Der Schwarzbärtige stand breitbeinig vor ihm. Joaquin stellte sich bewußtlos, aber der Kerl hatte bereits bemerkt, daß sein Gefangener wieder bei Sinnen war. Sein rechter Fuß schwang zurück und zuckte vor – Joaquin bäumte sich unter dem Tritt in seine Körperseite auf. Aber er stöhnte nicht, diese Blöße wollte er sich nicht geben.

„Der Hund ist zäh“, sagte der Pirat. „Aber wir bringen ihm das Winseln bei. Er wird um Gnade flehen und seinen Hurensöhnen von Freunden raten, sich schleunigst zu ergeben.“

Joaquin schlug die Augen auf und sah den Mann haßerfüllt an. „Fahr zur Hölle! Du hast dich in uns getäuscht! Keiner wird uns besiegen, wir kämpfen bis zum letzten Blutstropfen!“

Ein zweiter Tritt in die Seite brachte ihn zum Verstummen.

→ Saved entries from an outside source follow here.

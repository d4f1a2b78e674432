//! Logging setup.

use tracing_subscriber::{EnvFilter, layer::SubscriberExt, util::SubscriberInitExt};

/// Filter used when `RUST_LOG` is unset.
pub const DEFAULT_FILTER: &str = "info,web_tester=debug";

/// Install the global `tracing` subscriber.
///
/// `RUST_LOG` overrides [`DEFAULT_FILTER`]. `json` switches the compact
/// human-readable output to one JSON object per line.
pub fn init(json: bool) {
    let filter_layer =
        EnvFilter::try_from_default_env().unwrap_or_else(|_| EnvFilter::new(DEFAULT_FILTER));

    let registry = tracing_subscriber::registry().with(filter_layer);

    if json {
        registry
            .with(
                tracing_subscriber::fmt::layer()
                    .json()
                    .with_current_span(false)
                    .with_target(true),
            )
            .init();
    } else {
        registry
            .with(
                tracing_subscriber::fmt::layer()
                    .with_target(true)
                    .with_thread_ids(true)
                    .with_line_number(true)
                    .compact(),
            )
            .init();
    }
}
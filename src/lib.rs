//! Web Tester
//!
//! A split-pane website preview with a simulated QA assistant. The page shows
//! an embedded frame of a target site beside a chat transcript that answers
//! with canned review notes.
//!
//! # Architecture
//!
//! - **Server**: Axum router serving the rendered page, a JSON command API and
//!   an SSE event stream
//! - **Workspace**: single-owner state run inside an actor task; every change
//!   is broadcast as a [`events::WorkspaceEvent`]
//! - **UI**: Maud templates plus a small script that forwards DOM events
//!
//! # Modules
//!
//! - [`layout`]: split fraction, pointer drags and keyboard steps
//! - [`preview`]: URL normalisation and the load/timeout state machine
//! - [`assistant`]: transcript and keyword-matched replies
//! - [`prefs`]: durable theme and pane-width preferences
//! - [`scheduler`]: cancellable one-shot timers
//! - [`workspace`]: composition, snapshot and actor handle

// Allow pedantic clippy warnings that don't add value for this codebase
#![allow(clippy::cast_possible_truncation)]
#![allow(clippy::map_err_ignore)]
#![allow(clippy::missing_fields_in_debug)]
#![allow(clippy::cargo_common_metadata)]
#![allow(clippy::multiple_crate_versions)]
#![allow(clippy::unused_async)]

pub mod assistant;
pub mod config;
pub mod events;
pub mod layout;
pub mod markdown;
pub mod prefs;
pub mod preview;
pub mod scheduler;
pub mod server;
pub mod telemetry;
pub mod ui;
pub mod workspace;

use std::sync::Arc;

use crate::config::AppConfig;
use crate::workspace::WorkspaceHandle;

/// Application state shared across all handlers.
#[derive(Debug, Clone)]
pub struct AppState {
    /// Handle to the workspace actor.
    pub workspace: WorkspaceHandle,
    /// Global Configuration
    pub config: Arc<AppConfig>,
}
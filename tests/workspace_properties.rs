//! Behavioural checks of the composed workspace on a virtual clock.

use std::sync::Arc;
use std::time::Duration;

use rand::SeedableRng;
use rand::rngs::StdRng;
use url::Url;
use web_tester::assistant::Role;
use web_tester::assistant::replies::{RULES, fallback_templates, generate_reply};
use web_tester::layout::{CHAT_WIDTH_MAX, CHAT_WIDTH_MIN, PointerSample};
use web_tester::prefs::{CHAT_WIDTH_KEY, MemoryPrefs, PreferenceStore};
use web_tester::preview::LoadPhase;
use web_tester::scheduler::{ManualScheduler, TimerKind};
use web_tester::workspace::{Workspace, WorkspaceSettings};

struct Harness {
    workspace: Workspace,
    scheduler: Arc<ManualScheduler>,
    prefs: Arc<MemoryPrefs>,
}

impl Harness {
    fn new() -> Self {
        let scheduler = Arc::new(ManualScheduler::new());
        let prefs = Arc::new(MemoryPrefs::new());
        let settings = WorkspaceSettings::new(Url::parse("http://127.0.0.1:3000").unwrap());
        let workspace = Workspace::new(
            settings,
            prefs.clone(),
            scheduler.clone(),
            StdRng::seed_from_u64(7),
        );
        Self {
            workspace,
            scheduler,
            prefs,
        }
    }

    /// Advance the virtual clock and deliver every timer that fired.
    fn advance(&mut self, by: Duration) -> usize {
        let fired = self.scheduler.advance(by);
        let count = fired.len();
        for timer in fired {
            self.workspace.on_timer(timer);
        }
        count
    }

    fn fraction(&self) -> f64 {
        self.workspace.snapshot().layout.fraction
    }
}

fn at(client_x: f64, container_width: f64) -> PointerSample {
    PointerSample {
        client_x,
        container_left: 100.0,
        container_width,
    }
}

#[test]
fn test_dragged_fraction_is_always_clamped() {
    let mut h = Harness::new();
    h.workspace.begin_drag(1, at(100.0, 800.0));

    for x in [-500.0, 100.0, 150.0, 300.0, 500.0, 700.0, 900.0, 2_000.0] {
        h.workspace.drag_move(1, at(x, 800.0), 1);
        let fraction = h.fraction();
        assert!(
            (CHAT_WIDTH_MIN..=CHAT_WIDTH_MAX).contains(&fraction),
            "x={x} gave {fraction}"
        );
        let stored: f64 = h.prefs.get(CHAT_WIDTH_KEY).unwrap().unwrap().parse().unwrap();
        assert!((CHAT_WIDTH_MIN..=CHAT_WIDTH_MAX).contains(&stored));
    }
}

#[test]
fn test_zero_width_container_is_ignored() {
    let mut h = Harness::new();
    let before = h.fraction();
    h.workspace.begin_drag(1, at(400.0, 0.0));
    h.workspace.drag_move(1, at(200.0, 0.0), 1);
    assert!((h.fraction() - before).abs() < f64::EPSILON);
    assert!(h.prefs.get(CHAT_WIDTH_KEY).unwrap().is_none());
}

#[test]
fn test_home_and_end_hit_exact_bounds() {
    let mut h = Harness::new();
    h.workspace.resize_key("Home");
    assert_eq!(h.fraction(), CHAT_WIDTH_MIN);
    h.workspace.resize_key("ArrowLeft");
    assert_eq!(h.fraction(), CHAT_WIDTH_MIN);

    h.workspace.resize_key("End");
    assert_eq!(h.fraction(), CHAT_WIDTH_MAX);
    for _ in 0..5 {
        h.workspace.resize_key("ArrowRight");
    }
    assert_eq!(h.fraction(), CHAT_WIDTH_MAX);

    h.workspace.resize_key("ArrowLeft");
    assert!((h.fraction() - 0.56).abs() < 1e-9);
}

#[test]
fn test_url_normalisation_through_submit() {
    let mut h = Harness::new();

    let view = h.workspace.submit_url("example.com").unwrap();
    assert_eq!(view.current_url, "https://example.com/");

    let view = h.workspace.submit_url("/demo").unwrap();
    assert_eq!(view.current_url, "http://127.0.0.1:3000/demo");
    let token = view.load_token;

    assert!(h.workspace.submit_url("ftp://x").is_err());
    let preview = h.workspace.snapshot().preview;
    assert_eq!(preview.current_url, "http://127.0.0.1:3000/demo");
    assert_eq!(preview.load_token, token);
    assert!(preview.url_error.is_some());
}

#[test]
fn test_blank_send_is_a_no_op() {
    let mut h = Harness::new();
    let before = h.workspace.snapshot().messages.len();

    assert!(h.workspace.send_message("").is_none());
    assert!(h.workspace.send_message(" \n\t ").is_none());

    let snapshot = h.workspace.snapshot();
    assert_eq!(snapshot.messages.len(), before);
    assert!(!snapshot.typing);
    assert_eq!(h.scheduler.pending(), 0);
}

#[test]
fn test_second_send_supersedes_first_reply() {
    let mut h = Harness::new();
    h.workspace.send_message("how fast does it load?").unwrap();
    h.workspace.send_message("check contrast please").unwrap();
    assert_eq!(h.scheduler.remaining(TimerKind::AssistantReply).len(), 1);

    assert_eq!(h.advance(Duration::from_secs(5)), 1);

    let messages = h.workspace.snapshot().messages;
    assert_eq!(messages.len(), 4);
    let replies: Vec<_> = messages
        .iter()
        .skip(1)
        .filter(|m| m.role == Role::Assistant)
        .collect();
    assert_eq!(replies.len(), 1);
    let accessibility = RULES.iter().find(|r| r.topic == "accessibility").unwrap();
    assert_eq!(replies[0].content, accessibility.respond(""));
}

#[test]
fn test_reply_delay_within_bounds() {
    let mut h = Harness::new();
    for prompt in ["one", "two", "three", "four"] {
        h.workspace.send_message(prompt).unwrap();
        let remaining = h.scheduler.remaining(TimerKind::AssistantReply);
        assert_eq!(remaining.len(), 1);
        assert!(remaining[0] >= Duration::from_millis(700));
        assert!(remaining[0] <= Duration::from_millis(1_500));
    }
}

#[test]
fn test_clear_leaves_one_message_and_no_late_reply() {
    let mut h = Harness::new();
    h.workspace.submit_url("www.example.org").unwrap();
    for prompt in ["a", "b", "c"] {
        h.workspace.send_message(prompt).unwrap();
        h.advance(Duration::from_secs(2));
    }
    h.workspace.send_message("pending").unwrap();

    let cleared = h.workspace.clear_history();
    assert_eq!(cleared.len(), 1);
    assert!(cleared[0].content.contains("example.org"));

    h.advance(Duration::from_secs(60));
    let snapshot = h.workspace.snapshot();
    assert_eq!(snapshot.messages.len(), 1);
    assert!(!snapshot.typing);
}

#[test]
fn test_rule_and_fallback_replies() {
    let mut rng = StdRng::seed_from_u64(3);
    let accessibility = RULES.iter().find(|r| r.topic == "accessibility").unwrap();
    for _ in 0..10 {
        assert_eq!(
            generate_reply("Accessibility review?", "site.test", &mut rng),
            accessibility.respond("site.test")
        );
    }

    let templates = fallback_templates("site.test");
    for _ in 0..50 {
        let reply = generate_reply("hello there", "site.test", &mut rng);
        assert!(templates.contains(&reply));
    }
}

#[test]
fn test_timeout_errors_exactly_once() {
    let mut h = Harness::new();
    let mut rx = h.workspace.subscribe();
    h.workspace.submit_url("example.com").unwrap();

    assert_eq!(h.advance(Duration::from_millis(9_999)), 0);
    assert_eq!(h.advance(Duration::from_millis(1)), 1);
    assert_eq!(h.workspace.snapshot().preview.phase, LoadPhase::Errored);

    assert_eq!(h.advance(Duration::from_secs(30)), 0);

    let previews = std::iter::from_fn(|| rx.try_recv().ok())
        .filter(|e| e.event_name() == "preview")
        .count();
    assert_eq!(previews, 2);
}

#[test]
fn test_resubmit_after_failure_retries() {
    let mut h = Harness::new();
    let first = h.workspace.submit_url("example.com").unwrap();
    assert!(h.workspace.preview_failed(first.load_token));
    assert!(h.workspace.snapshot().preview.load_error.is_some());

    let second = h.workspace.submit_url("example.com").unwrap();
    assert!(second.load_token > first.load_token);
    assert!(second.is_loading);
    assert!(second.load_error.is_none());

    // Signals for the superseded attempt are ignored
    assert!(!h.workspace.preview_loaded(first.load_token));
    assert!(h.workspace.preview_loaded(second.load_token));
    assert_eq!(h.scheduler.pending(), 0);
}
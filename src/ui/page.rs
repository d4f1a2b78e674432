//! Document shell.

use maud::{DOCTYPE, Markup, html};

use super::{preview_panel, transcript};
use crate::layout::LayoutView;
use crate::prefs::Theme;
use crate::workspace::WorkspaceSnapshot;

const APP_TITLE: &str = "Web Tester";

/// The whole page for `snapshot`.
pub fn page(snapshot: &WorkspaceSnapshot) -> Markup {
    html! {
        (DOCTYPE)
        html lang="en" data-theme=(snapshot.theme.as_str()) {
            head {
                meta charset="utf-8";
                meta name="viewport" content="width=device-width, initial-scale=1";
                meta name="color-scheme" content="light dark";
                title { (APP_TITLE) }
                link rel="stylesheet" href="/static/app.css";
                script src="/static/app.js" defer {}
            }
            body {
                div class="app-shell" {
                    (header(snapshot.theme))
                    main id="app-layout" class="app-layout" {
                        (preview_panel(&snapshot.preview, snapshot.layout.preview_percent))
                        (divider(&snapshot.layout))
                        (transcript::chat_panel(
                            &snapshot.messages,
                            snapshot.typing,
                            snapshot.layout.chat_percent,
                        ))
                    }
                }
            }
        }
    }
}

fn header(theme: Theme) -> Markup {
    html! {
        header class="app-header" {
            div class="app-header__group" {
                div class="app-header__title" {
                    span class="app-header__icon" aria-hidden="true" { "🌐" }
                    span class="app-header__title-text" { (APP_TITLE) }
                }
            }
            (theme_toggle(theme))
        }
    }
}

/// Theme switch button showing the active theme.
pub fn theme_toggle(theme: Theme) -> Markup {
    let (icon, label) = match theme {
        Theme::Dark => ("🌙", "Dark mode"),
        Theme::Light => ("☀️", "Light mode"),
    };
    html! {
        button id="theme-toggle"
            type="button"
            class="theme-toggle"
            aria-label={ "Switch to " (theme.toggled().as_str()) " theme" } {
            span class="theme-toggle__icon" aria-hidden="true" { (icon) }
            span class="theme-toggle__label" { (label) }
        }
    }
}

fn divider(layout: &LayoutView) -> Markup {
    html! {
        div #panel-divider .panel-divider .is-dragging[layout.dragging]
            role="separator"
            aria-orientation="vertical"
            aria-label="Resize panels"
            aria-valuemin=(layout.aria_min)
            aria-valuemax=(layout.aria_max)
            aria-valuenow=(layout.aria_now)
            tabindex="0" {}
    }
}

„Wie ich höre, verstehst du meine Sprache!“ brüllte der Piratenkapitän. „Um so besser! Ich bin Chagall, der Diener des Teufels höchstpersönlich! Dich schicke ich zur Hölle, Hundesohn, und dein Schreien wird deine Bastardkumpane überzeugen, daß es besser ist, sich zu ergeben! Sag ihnen, sie sollen die Flagge streichen!“

„Nein.“ Joaquin sprach es ruhig aus. Er wußte, daß sich Chagall an ihnen die Zähne ausbeißen würde. Die Siedler hatten sich im Urwald versteckt, sie kannten sich dort genausogut aus wie die Tiere, die in der immergrünen Selva hausten. Es nutzte Chagall nichts, das Kanonenfeuer auf die Hütten zu eröffnen und alles zusammenzuschießen, er konnte alles in Schutt und Asche legen, doch es brachte ihm nichts ein.

Die geheimen Waffen- und Munitionsdepots der Siedler befanden sich im Urwald, sie hatten alles vergraben, was ihnen gehörte. Auch Proviant und Wasser würde Chagall nicht in seinen Besitz bringen, und mit den sechs Einmastern konnte er wenig anfangen.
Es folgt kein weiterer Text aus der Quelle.